Namun jika hal tersebut dirasa tidak membantu, silakan hubungi profesional.

Ingin bebas serangan panik? KLIK > https://servo.clinic/alamat/

Panic Buying

Dengan adanya pernyataan resmi dari pemerintah tentang 2 orang yang positif terkena virus Covid 19 menimbulkan kepanikan baru.

Kali ini tidak hanya terjadi kelangkaan masker saja, melainkan tisu basah, hand sanitizer, bahkan sembakopun ikut ikutan habis diborong.

Hal ini tentu saja semakin memperburuk keadaan dan jika tidak teratasi dalam jangka panjang berpotensi menimbulkan masalah baru berupa perilaku belanja yang tidak rasional seperti panic buying.

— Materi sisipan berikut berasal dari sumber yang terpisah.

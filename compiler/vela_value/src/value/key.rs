//! Hashable keys for primitive values.
//!
//! Only primitive values have a structural equality that is also a valid
//! hash-map equality. `ValueKey` is that restricted form: it can only be
//! built through [`Value::to_key`], which refuses aggregates, sentinels and
//! NaN. Doubles are stored as normalized bits so `-0.0` and `0.0` collapse
//! to the same key, matching `==` on values.

use std::fmt;

use super::{Heap, Value};

/// Hashable form of a primitive value.
#[derive(Clone, PartialEq, Eq, Hash)]
pub enum ValueKey {
    Bool(bool),
    Int(i64),
    Uint(u64),
    /// Normalized `f64` bits (never NaN, never `-0.0`).
    Double(u64),
    Str(Heap<String>),
    Bytes(Heap<Vec<u8>>),
}

impl ValueKey {
    pub(super) fn from_value(value: &Value) -> Option<Self> {
        match value {
            Value::Bool(b) => Some(ValueKey::Bool(*b)),
            Value::Int(n) => Some(ValueKey::Int(*n)),
            Value::Uint(n) => Some(ValueKey::Uint(*n)),
            Value::Double(d) => {
                if d.is_nan() {
                    return None;
                }
                let normalized = if *d == 0.0 { 0.0_f64 } else { *d };
                Some(ValueKey::Double(normalized.to_bits()))
            }
            Value::Str(s) => Some(ValueKey::Str(s.clone())),
            Value::Bytes(b) => Some(ValueKey::Bytes(b.clone())),
            Value::Null
            | Value::List(_)
            | Value::Map(_)
            | Value::Error(_)
            | Value::Unknown(_) => None,
        }
    }

    /// Convert back into a runtime value (shares heap payloads).
    pub fn to_value(&self) -> Value {
        match self {
            ValueKey::Bool(b) => Value::Bool(*b),
            ValueKey::Int(n) => Value::Int(*n),
            ValueKey::Uint(n) => Value::Uint(*n),
            ValueKey::Double(bits) => Value::Double(f64::from_bits(*bits)),
            ValueKey::Str(s) => Value::Str(s.clone()),
            ValueKey::Bytes(b) => Value::Bytes(b.clone()),
        }
    }

    /// Type name of the underlying value.
    pub fn type_name(&self) -> &'static str {
        match self {
            ValueKey::Bool(_) => "bool",
            ValueKey::Int(_) => "int",
            ValueKey::Uint(_) => "uint",
            ValueKey::Double(_) => "double",
            ValueKey::Str(_) => "string",
            ValueKey::Bytes(_) => "bytes",
        }
    }
}

impl fmt::Debug for ValueKey {
    fn fmt(&self, f: &mut fmt::Formatter<'_>) -> fmt::Result {
        write!(f, "Key({:?})", self.to_value())
    }
}

impl fmt::Display for ValueKey {
    fn fmt(&self, f: &mut fmt::Formatter<'_>) -> fmt::Result {
        write!(f, "{}", self.to_value())
    }
}
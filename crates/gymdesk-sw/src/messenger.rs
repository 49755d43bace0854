//! Two-way control channel between the worker and its pages.

use serde::{Deserialize, Serialize};
use serde_json::{json, Value as JsonValue};
use tokio::sync::oneshot;
use tracing::{debug, info};

use crate::worker::OfflineWorker;

/// Commands a page can send to the worker.
#[derive(Debug, Clone, Copy, PartialEq, Eq, Serialize, Deserialize)]
#[serde(tag = "type", rename_all = "SCREAMING_SNAKE_CASE")]
pub enum ClientMessage {
    /// Activate the waiting worker immediately.
    SkipWaiting,
    /// Reply with the primary cache namespace in effect.
    GetVersion,
}

/// Background sync progress reported to pages.
#[derive(Debug, Clone, Copy, PartialEq, Eq, Serialize, Deserialize)]
#[serde(rename_all = "lowercase")]
pub enum SyncStatus {
    Started,
    Completed,
}

/// Messages the worker posts to pages.
#[derive(Debug, Clone, PartialEq, Eq, Serialize, Deserialize)]
#[serde(tag = "type", content = "payload", rename_all = "SCREAMING_SNAKE_CASE")]
pub enum OutboundMessage {
    BackgroundSync { status: SyncStatus },
}

/// Reply channel attached to a page message.
#[derive(Debug)]
pub struct ReplyPort(oneshot::Sender<JsonValue>);

impl ReplyPort {
    /// Create a port and the receiving end the page keeps.
    pub fn channel() -> (Self, oneshot::Receiver<JsonValue>) {
        let (tx, rx) = oneshot::channel();
        (Self(tx), rx)
    }

    /// Send the reply. Returns false if the page stopped listening.
    pub fn send(self, reply: JsonValue) -> bool {
        self.0.send(reply).is_ok()
    }
}

impl OfflineWorker {
    /// Handle a message from a page. Unrecognized shapes are ignored.
    pub async fn handle_message(&self, data: JsonValue, reply: Option<ReplyPort>) {
        let message = match serde_json::from_value::<ClientMessage>(data) {
            Ok(message) => message,
            Err(e) => {
                debug!(error = %e, "Ignoring unrecognized client message");
                return;
            }
        };

        match message {
            ClientMessage::SkipWaiting => {
                info!("Skip waiting requested by client");
                self.lifecycle.skip_waiting();
            }
            ClientMessage::GetVersion => {
                let Some(port) = reply else {
                    debug!("GET_VERSION without a reply port");
                    return;
                };
                let version = self.version().as_str();
                if !port.send(json!({ "version": version })) {
                    debug!("Client dropped reply port before GET_VERSION reply");
                }
            }
        }
    }
}

#[cfg(test)]
mod tests {
    use super::*;
    use crate::testing::worker_with;
    use crate::WorkerEvent;

    #[test]
    fn test_client_message_wire_format() {
        let skip: ClientMessage = serde_json::from_value(json!({"type": "SKIP_WAITING"})).unwrap();
        assert_eq!(skip, ClientMessage::SkipWaiting);
        let version: ClientMessage = serde_json::from_value(json!({"type": "GET_VERSION"})).unwrap();
        assert_eq!(version, ClientMessage::GetVersion);
        assert!(serde_json::from_value::<ClientMessage>(json!({"type": "RELOAD"})).is_err());
    }

    #[test]
    fn test_outbound_wire_format() {
        let message = OutboundMessage::BackgroundSync {
            status: SyncStatus::Completed,
        };
        assert_eq!(
            serde_json::to_value(&message).unwrap(),
            json!({"type": "BACKGROUND_SYNC", "payload": {"status": "completed"}})
        );
    }

    #[tokio::test]
    async fn test_get_version_replies_primary_namespace() {
        let (worker, _fetcher, _rx) = worker_with(Default::default());
        let (port, reply) = ReplyPort::channel();

        worker
            .handle_message(json!({"type": "GET_VERSION"}), Some(port))
            .await;

        let reply = reply.await.unwrap();
        assert_eq!(reply["version"], "gymdesk-v1");
        assert_eq!(reply["version"], worker.version().as_str());
    }

    #[tokio::test]
    async fn test_skip_waiting_notifies_host() {
        let (worker, _fetcher, mut rx) = worker_with(Default::default());

        worker.handle_message(json!({"type": "SKIP_WAITING"}), None).await;

        assert!(worker.lifecycle().skip_waiting_requested());
        assert_eq!(rx.try_recv().unwrap(), WorkerEvent::SkipWaiting);
    }

    #[tokio::test]
    async fn test_unrecognized_messages_are_ignored() {
        let (worker, _fetcher, mut rx) = worker_with(Default::default());
        let (port, reply) = ReplyPort::channel();

        worker.handle_message(json!("SKIP_WAITING"), None).await;
        worker.handle_message(json!({"kind": "GET_VERSION"}), Some(port)).await;

        assert!(rx.try_recv().is_err());
        // The port was dropped without a reply
        assert!(reply.await.is_err());
    }
}
//! Error types for GymDesk

use thiserror::Error;

/// Result type alias for GymDesk operations
pub type GymDeskResult<T> = Result<T, GymDeskError>;

/// Main error type for GymDesk
#[derive(Error, Debug)]
pub enum GymDeskError {
    #[error("Configuration error: {0}")]
    Config(String),

    #[error("IO error: {0}")]
    Io(#[from] std::io::Error),

    #[error("URL error: {0}")]
    Url(#[from] url::ParseError),

    #[error("JSON error: {0}")]
    Json(#[from] serde_json::Error),
}

impl GymDeskError {
    /// Create a new configuration error
    pub fn config(msg: impl Into<String>) -> Self {
        Self::Config(msg.into())
    }
}
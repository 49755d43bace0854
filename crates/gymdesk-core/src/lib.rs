//! GymDesk Core Library
//!
//! This crate provides the shared configuration, errors, logging setup and
//! domain types for the GymDesk offline engine.

pub mod config;
pub mod error;
pub mod logging;
pub mod types;

pub use config::{
    Capabilities, EvictionConfig, NotificationDefaults, OfflineConfig, PrecacheManifest,
    SyncConfig,
};
pub use error::{GymDeskError, GymDeskResult};
pub use logging::{init_logging, LogConfig, LogFormat};
pub use types::{CacheNamespace, CacheRole, CacheSet, ResourceClass};
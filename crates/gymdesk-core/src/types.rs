//! Common types used throughout GymDesk

use serde::{Deserialize, Serialize};
use std::fmt;

/// Identifier of one logical cache: `{name}-{version}`.
///
/// Namespaces found in storage may come from older versions, so the
/// identifier is kept opaque rather than parsed back into parts.
#[derive(Debug, Clone, PartialEq, Eq, Hash, PartialOrd, Ord, Serialize, Deserialize)]
#[serde(transparent)]
pub struct CacheNamespace(String);

impl CacheNamespace {
    /// Build a versioned namespace identifier.
    pub fn versioned(name: &str, version: &str) -> Self {
        Self(format!("{}-{}", name, version))
    }

    pub fn as_str(&self) -> &str {
        &self.0
    }
}

impl fmt::Display for CacheNamespace {
    fn fmt(&self, f: &mut fmt::Formatter<'_>) -> fmt::Result {
        f.write_str(&self.0)
    }
}

impl From<&str> for CacheNamespace {
    fn from(s: &str) -> Self {
        Self(s.to_string())
    }
}

impl From<String> for CacheNamespace {
    fn from(s: String) -> Self {
        Self(s)
    }
}

/// The four logical cache roles, versioned together.
#[derive(Debug, Clone, Copy, PartialEq, Eq, Hash, Serialize, Deserialize)]
#[serde(rename_all = "snake_case")]
pub enum CacheRole {
    /// Application shell and documents.
    Primary,
    /// Scripts, stylesheets and fonts.
    Static,
    /// API responses.
    Dynamic,
    /// Images.
    Images,
}

impl CacheRole {
    pub const ALL: [CacheRole; 4] = [
        CacheRole::Primary,
        CacheRole::Static,
        CacheRole::Dynamic,
        CacheRole::Images,
    ];

    /// Suffix appended to the application name, if any.
    fn suffix(self) -> Option<&'static str> {
        match self {
            CacheRole::Primary => None,
            CacheRole::Static => Some("static"),
            CacheRole::Dynamic => Some("dynamic"),
            CacheRole::Images => Some("images"),
        }
    }
}

/// The current-version namespace for every role.
#[derive(Debug, Clone, PartialEq, Eq)]
pub struct CacheSet {
    pub primary: CacheNamespace,
    pub static_assets: CacheNamespace,
    pub dynamic: CacheNamespace,
    pub images: CacheNamespace,
}

impl CacheSet {
    /// Derive all four namespaces from an application name and version.
    pub fn new(app_name: &str, version: &str) -> Self {
        let ns = |role: CacheRole| match role.suffix() {
            Some(suffix) => CacheNamespace::versioned(&format!("{}-{}", app_name, suffix), version),
            None => CacheNamespace::versioned(app_name, version),
        };
        Self {
            primary: ns(CacheRole::Primary),
            static_assets: ns(CacheRole::Static),
            dynamic: ns(CacheRole::Dynamic),
            images: ns(CacheRole::Images),
        }
    }

    /// Namespace for a role.
    pub fn get(&self, role: CacheRole) -> &CacheNamespace {
        match role {
            CacheRole::Primary => &self.primary,
            CacheRole::Static => &self.static_assets,
            CacheRole::Dynamic => &self.dynamic,
            CacheRole::Images => &self.images,
        }
    }

    /// All current namespaces; anything else in storage is garbage after activation.
    pub fn allow_list(&self) -> Vec<CacheNamespace> {
        CacheRole::ALL.iter().map(|r| self.get(*r).clone()).collect()
    }

    pub fn contains(&self, namespace: &CacheNamespace) -> bool {
        CacheRole::ALL.iter().any(|r| self.get(*r) == namespace)
    }
}

/// Resource class of an intercepted request.
#[derive(Debug, Clone, Copy, PartialEq, Eq, Hash, Serialize, Deserialize)]
pub enum ResourceClass {
    Api,
    Image,
    StaticAsset,
    Document,
}

impl ResourceClass {
    pub const ALL: [ResourceClass; 4] = [
        ResourceClass::Api,
        ResourceClass::Image,
        ResourceClass::StaticAsset,
        ResourceClass::Document,
    ];

    /// Cache role that stores responses of this class.
    pub fn cache_role(self) -> CacheRole {
        match self {
            ResourceClass::Api => CacheRole::Dynamic,
            ResourceClass::Image => CacheRole::Images,
            ResourceClass::StaticAsset => CacheRole::Static,
            ResourceClass::Document => CacheRole::Primary,
        }
    }
}

impl fmt::Display for ResourceClass {
    fn fmt(&self, f: &mut fmt::Formatter<'_>) -> fmt::Result {
        let s = match self {
            ResourceClass::Api => "api",
            ResourceClass::Image => "image",
            ResourceClass::StaticAsset => "static",
            ResourceClass::Document => "document",
        };
        f.write_str(s)
    }
}

#[cfg(test)]
mod tests {
    use super::*;

    #[test]
    fn test_cache_set_names() {
        let set = CacheSet::new("gymdesk", "v1");
        assert_eq!(set.primary.as_str(), "gymdesk-v1");
        assert_eq!(set.static_assets.as_str(), "gymdesk-static-v1");
        assert_eq!(set.dynamic.as_str(), "gymdesk-dynamic-v1");
        assert_eq!(set.images.as_str(), "gymdesk-images-v1");
    }

    #[test]
    fn test_allow_list_tracks_version() {
        let v1 = CacheSet::new("gymdesk", "v1");
        let v2 = CacheSet::new("gymdesk", "v2");

        assert_eq!(v2.allow_list().len(), 4);
        for old in v1.allow_list() {
            assert!(!v2.contains(&old));
        }
    }

    #[test]
    fn test_class_roles_are_distinct() {
        let mut roles: Vec<_> = ResourceClass::ALL.iter().map(|c| c.cache_role()).collect();
        roles.dedup();
        assert_eq!(roles.len(), 4);
    }
}
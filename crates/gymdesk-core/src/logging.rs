//! Logging setup for GymDesk binaries.

use std::str::FromStr;

use tracing::Level;
use tracing_subscriber::{fmt, layer::SubscriberExt, util::SubscriberInitExt, EnvFilter};

use crate::error::{GymDeskError, GymDeskResult};

/// Log output format.
#[derive(Debug, Clone, Copy, Default, PartialEq, Eq)]
pub enum LogFormat {
    #[default]
    Pretty,
    /// One line per event.
    Compact,
    /// Structured output for log collectors.
    Json,
}

impl FromStr for LogFormat {
    type Err = GymDeskError;

    fn from_str(s: &str) -> Result<Self, Self::Err> {
        match s.to_ascii_lowercase().as_str() {
            "pretty" => Ok(Self::Pretty),
            "compact" => Ok(Self::Compact),
            "json" => Ok(Self::Json),
            other => Err(GymDeskError::config(format!("unknown log format: {}", other))),
        }
    }
}

/// Logging configuration.
#[derive(Debug, Clone)]
pub struct LogConfig {
    pub level: Level,
    pub format: LogFormat,
    /// Directive string such as `gymdesk_sw=debug,reqwest=warn`. Overrides
    /// both `level` and `RUST_LOG`.
    pub filter: Option<String>,
}

impl Default for LogConfig {
    fn default() -> Self {
        Self {
            level: Level::INFO,
            format: LogFormat::Pretty,
            filter: None,
        }
    }
}

impl LogConfig {
    pub fn with_level(mut self, level: Level) -> Self {
        self.level = level;
        self
    }

    pub fn with_format(mut self, format: LogFormat) -> Self {
        self.format = format;
        self
    }

    pub fn with_filter(mut self, filter: impl Into<String>) -> Self {
        self.filter = Some(filter.into());
        self
    }

    /// Explicit filter first, then `RUST_LOG`, then the plain level.
    /// An unparsable filter falls back to the level.
    fn env_filter(&self) -> EnvFilter {
        let fallback = || EnvFilter::new(self.level.to_string());
        match &self.filter {
            Some(directives) => EnvFilter::try_new(directives).unwrap_or_else(|_| fallback()),
            None => EnvFilter::try_from_default_env().unwrap_or_else(|_| fallback()),
        }
    }
}

/// Install the global subscriber.
///
/// Fails if a global subscriber is already installed.
pub fn init_logging(config: LogConfig) -> GymDeskResult<()> {
    let registry = tracing_subscriber::registry().with(config.env_filter());

    let result = match config.format {
        LogFormat::Pretty => registry.with(fmt::layer().with_target(true)).try_init(),
        LogFormat::Compact => registry
            .with(fmt::layer().compact().with_target(true))
            .try_init(),
        LogFormat::Json => registry.with(fmt::layer().json()).try_init(),
    };

    result.map_err(|e| GymDeskError::config(format!("logging already initialized: {}", e)))
}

Kenapa hal tersebut dapat terjadi?

Sudah menjadi fitrah manusia tentang adanya kebutuhan akan rasa aman dan nyaman dalam melakukan aktifitas sehari hari seperti ke sekolah, ke kantor, ke mall, ke tempat tempat umum dll.

Untuk itu diperlukan jaminan keselamatan, terbebas dari resiko terkena Covid 19 selama melakukan aktifitas sosial dan jika hal tersebut tidak bisa diperoleh dari lingkungan yang kondusif, maka secara otomatis melakukan panic buying sarana pelindung diri.

Dan jika wabah berlangsung lama, apalagi jika disertai tindakan pembatasan mobilitas, karantina, isolasi oleh instansi terkait, dapat mendorong penduduk untuk memborong apa saja guna melindungi kebutuhan keluarganya.

Jika setelah wabah usai, namun dorongan untuk menyetok barang masih tetap tinggi, maka hal tersebut merupakan salah satu gejala terkena CBD (compulsive buying dissorder).